Sono sette gli autovelox della Lunigiana presenti sul sito del Ministero e quindi gli unici ufficialmente autorizzati a rilevare le infrazioni ai limiti di velocità. Infatti dal primo dicembre il ministero delle Infrastrutture e dei Trasporti ha pubblicato online l’elenco ufficiale degli autovelox autorizzati sul territorio nazionale.
Prima di quella data amministrazioni ed enti locali dovevano registrare sul sito del ministero i dispositivi presenti sul proprio territorio: attraverso una piattaforma messa a disposizione dal MIT si dovevano indicare i dati dello strumento. Gli autovelox rimasti fuori da questo elenco devono ora essere spenti e in caso contrario la multa è da ritenersi nulla. Gli autovelox censiti dal ministero in Italia sono stati 3.625, tra apparecchi fissi, mobili e in movimento.
La situazione in Lunigiana

Andando alla Lunigiana gli autovelox attualmente sono 7: 2 a Fivizzano (entrambi sulla SS. 63), uno a Licciana Nardi (Terrarossa, statale della Cisa), uno a Villafranca (Cisa, località Standa), uno a Filattiera (Scorcetoli, statale della Cisa), uno a Pontremoli (Santa Giustina sulla statale della Cisa), uno ad Aulla (sulla strada comunale di Pallerone).
“Sono tutti approvati e registrati”, fanno sapere dall’Unione di Comuni della Lunigiana che nel frattempo ha condiviso con la prefettura la collocazione degli autovelox.
Ora quindi se arriva una multa da un autovelox il primo passo è verificare se il dispositivo che ha rilevato l’infrazione sia tra quelli censiti dal ministero. Se il nome dell’apparecchio non compare nell’elenco la multa è da considerarsi nulla e può essere contestata.
Ma resta aperta la questione dell’omologazione.

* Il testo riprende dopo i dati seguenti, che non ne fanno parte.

//! Payment operations attached to a name request.
//!
//! Payment calls report their HTTP status through [`PaymentOutcome`]: a
//! completed exchange with a 2xx status other than 200 yields an unsuccessful
//! outcome, while error statuses and transport failures go through the usual
//! report-and-sentinel path.

use crate::client::core::{expect_success, json_body, NamexClient};
use crate::types::PaymentOutcome;
use crate::Result;
use reqwest::{Method, StatusCode};
use tracing::error;

impl NamexClient {
    /// Fetch a payment record.
    pub async fn get_payment(&self, nr_id: i64, payment_id: &str) -> Option<PaymentOutcome> {
        match self.try_get_payment(nr_id, payment_id).await {
            Ok(outcome) => Some(outcome),
            Err(err) => {
                self.fail(
                    "get_payment",
                    "get-payment-error",
                    &err,
                    "Could not get payment",
                )
                .await;
                None
            }
        }
    }

    pub async fn try_get_payment(&self, nr_id: i64, payment_id: &str) -> Result<PaymentOutcome> {
        let path = format!("/payments/{nr_id}/payment/{payment_id}");
        let request = self.transport.request(Method::GET, &path)?;
        let response = self.transport.send(request).await?;
        self.payment_outcome("get_payment", response).await
    }

    /// Cancel a pending payment.
    pub async fn cancel_payment(&self, nr_id: i64, payment_id: &str) -> Option<PaymentOutcome> {
        match self.try_cancel_payment(nr_id, payment_id).await {
            Ok(outcome) => Some(outcome),
            Err(err) => {
                self.fail(
                    "cancel_payment",
                    "cancel-payment-error",
                    &err,
                    "Could not cancel payment",
                )
                .await;
                None
            }
        }
    }

    pub async fn try_cancel_payment(
        &self,
        nr_id: i64,
        payment_id: &str,
    ) -> Result<PaymentOutcome> {
        let path = format!("/payments/{nr_id}/payment/{payment_id}");
        let request = self.transport.request(Method::DELETE, &path)?;
        let response = self.transport.send(request).await?;
        self.payment_outcome("cancel_payment", response).await
    }

    /// Complete (or otherwise transition) a payment.
    pub async fn complete_payment(
        &self,
        nr_id: i64,
        payment_id: i64,
        action: &str,
    ) -> Option<PaymentOutcome> {
        match self.try_complete_payment(nr_id, payment_id, action).await {
            Ok(outcome) => Some(outcome),
            Err(err) => {
                self.fail(
                    "complete_payment",
                    "complete-payment-error",
                    &err,
                    "Could not complete payment",
                )
                .await;
                None
            }
        }
    }

    pub async fn try_complete_payment(
        &self,
        nr_id: i64,
        payment_id: i64,
        action: &str,
    ) -> Result<PaymentOutcome> {
        let path = format!("/payments/{nr_id}/payment/{payment_id}/{action}");
        let request = self
            .transport
            .request(Method::PATCH, &path)?
            .json(&serde_json::json!({}));
        let response = self.transport.send(request).await?;
        self.payment_outcome("complete_payment", response).await
    }

    async fn payment_outcome(
        &self,
        op: &str,
        response: reqwest::Response,
    ) -> Result<PaymentOutcome> {
        let response = expect_success(response).await?;
        let status = response.status();
        if status != StatusCode::OK {
            error!(target: "namex_client", "{op}(), status was not 200: {status}");
            return Ok(PaymentOutcome::failed(status));
        }
        let payment = json_body(response).await?;
        Ok(PaymentOutcome::succeeded(status, payment))
    }
}
//! Request actions and the marker-comment transform.
//!
//! Every create/edit submission records which action produced it by stamping
//! a `*** <description> ***` marker into the request's free-text
//! `additionalInfo` field. The transform keeps at most one marker present:
//! re-applying an action is a no-op, switching actions replaces the previous
//! marker in place, and unrelated text is preserved.

use serde::{Deserialize, Serialize};
use std::fmt;

use crate::types::NameRequest;

/// Action being performed on a name request.
#[derive(Debug, Clone, Copy, PartialEq, Eq, Hash, Serialize, Deserialize)]
#[serde(rename_all = "SCREAMING_SNAKE_CASE")]
pub enum NrAction {
    Cancel,
    Edit,
    Incorporate,
    Reapply,
    Receipt,
    Refund,
    Resend,
    Result,
    RetryPayment,
    Upgrade,
}

/// Known actions with the short description used in marker comments.
const REQUEST_ACTIONS: &[(NrAction, &str)] = &[
    (NrAction::Cancel, "Cancel"),
    (NrAction::Edit, "Edit"),
    (NrAction::Incorporate, "Incorporate"),
    (NrAction::Reapply, "Reapply"),
    (NrAction::Receipt, "Receipt"),
    (NrAction::Refund, "Refund"),
    (NrAction::Resend, "Resend"),
    (NrAction::Result, "Result"),
    (NrAction::RetryPayment, "Retry Payment"),
    (NrAction::Upgrade, "Upgrade"),
];

impl NrAction {
    /// Path segment for `PATCH /namerequests/{id}/{action}`.
    pub fn as_str(&self) -> &'static str {
        match self {
            NrAction::Cancel => "CANCEL",
            NrAction::Edit => "EDIT",
            NrAction::Incorporate => "INCORPORATE",
            NrAction::Reapply => "REAPPLY",
            NrAction::Receipt => "RECEIPT",
            NrAction::Refund => "REQUEST_REFUND",
            NrAction::Resend => "RESEND",
            NrAction::Result => "RESULT",
            NrAction::RetryPayment => "RETRY_PAYMENT",
            NrAction::Upgrade => "UPGRADE",
        }
    }

    /// Short description stamped into marker comments.
    pub fn short_desc(&self) -> &'static str {
        REQUEST_ACTIONS
            .iter()
            .find(|(action, _)| action == self)
            .map(|(_, desc)| *desc)
            .unwrap_or("action not found")
    }
}

impl fmt::Display for NrAction {
    fn fmt(&self, f: &mut fmt::Formatter<'_>) -> fmt::Result {
        f.write_str(self.as_str())
    }
}

/// Action used on the rollback endpoint.
#[derive(Debug, Clone, Copy, PartialEq, Eq, Serialize, Deserialize)]
#[serde(rename_all = "lowercase")]
pub enum RollbackAction {
    Cancel,
}

impl RollbackAction {
    /// Path segment for `PATCH /namerequests/{id}/rollback/{action}`.
    pub fn as_str(&self) -> &'static str {
        match self {
            RollbackAction::Cancel => "cancel",
        }
    }
}

fn marker(desc: &str) -> String {
    format!("*** {desc} ***")
}

/// Stamp the marker comment for `action` into `nr.additional_info`.
///
/// - empty field: set it to the marker;
/// - marker already present: leave unchanged (idempotent);
/// - a different known marker present: replace that one occurrence;
/// - otherwise: preserve the existing text and append the marker.
pub fn add_action_comment(action: NrAction, nr: &mut NameRequest) {
    let msg = marker(action.short_desc());

    let current = match nr.additional_info.as_deref() {
        None | Some("") => {
            nr.additional_info = Some(msg);
            return;
        }
        Some(text) => text,
    };

    if current.contains(&msg) {
        return;
    }

    // There is text, but not the marker we must add. A marker from an earlier
    // action may be present; replace it rather than accumulating markers.
    let prior = REQUEST_ACTIONS
        .iter()
        .map(|(_, desc)| marker(desc))
        .find(|m| current.contains(m.as_str()));
    if let Some(prior) = prior {
        nr.additional_info = Some(current.replacen(&prior, &msg, 1));
        return;
    }

    nr.additional_info = Some(format!("{current} \n\n {msg}"));
}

Risolta la pratica della registrazione dei controllori della velocità, rimane però il problema dell’omologazione non risolto dal Governo. Un “caos autovelox” che dura oramai da oltre un anno e mezzo, ovvero da quando la Cassazione, ad aprile 2024, ha stabilito la nullità delle multe elevate dagli apparecchi approvati ma non omologati.
Il ministero, che nel frattempo non ha ancora stabilito la procedura di omologazione, ha sostenuto con una circolare che la differenza tra i due termini sia puramente formale, ordinando ai prefetti di rigettare i ricorsi e di impugnare le sentenze dei giudici basate sulla mancanza di omologazione. Molti avvocati suggeriscono di presentare comunque ricorso, confidando che la sentenza della Cassazione ha valore come fonte di diritto, a differenza della circolare ministeriale, che invece ha solo un valore amministrativo.
Insomma una situazione ingarbugliata che, siamo sicuri, proporrà ancora discussioni e tensioni.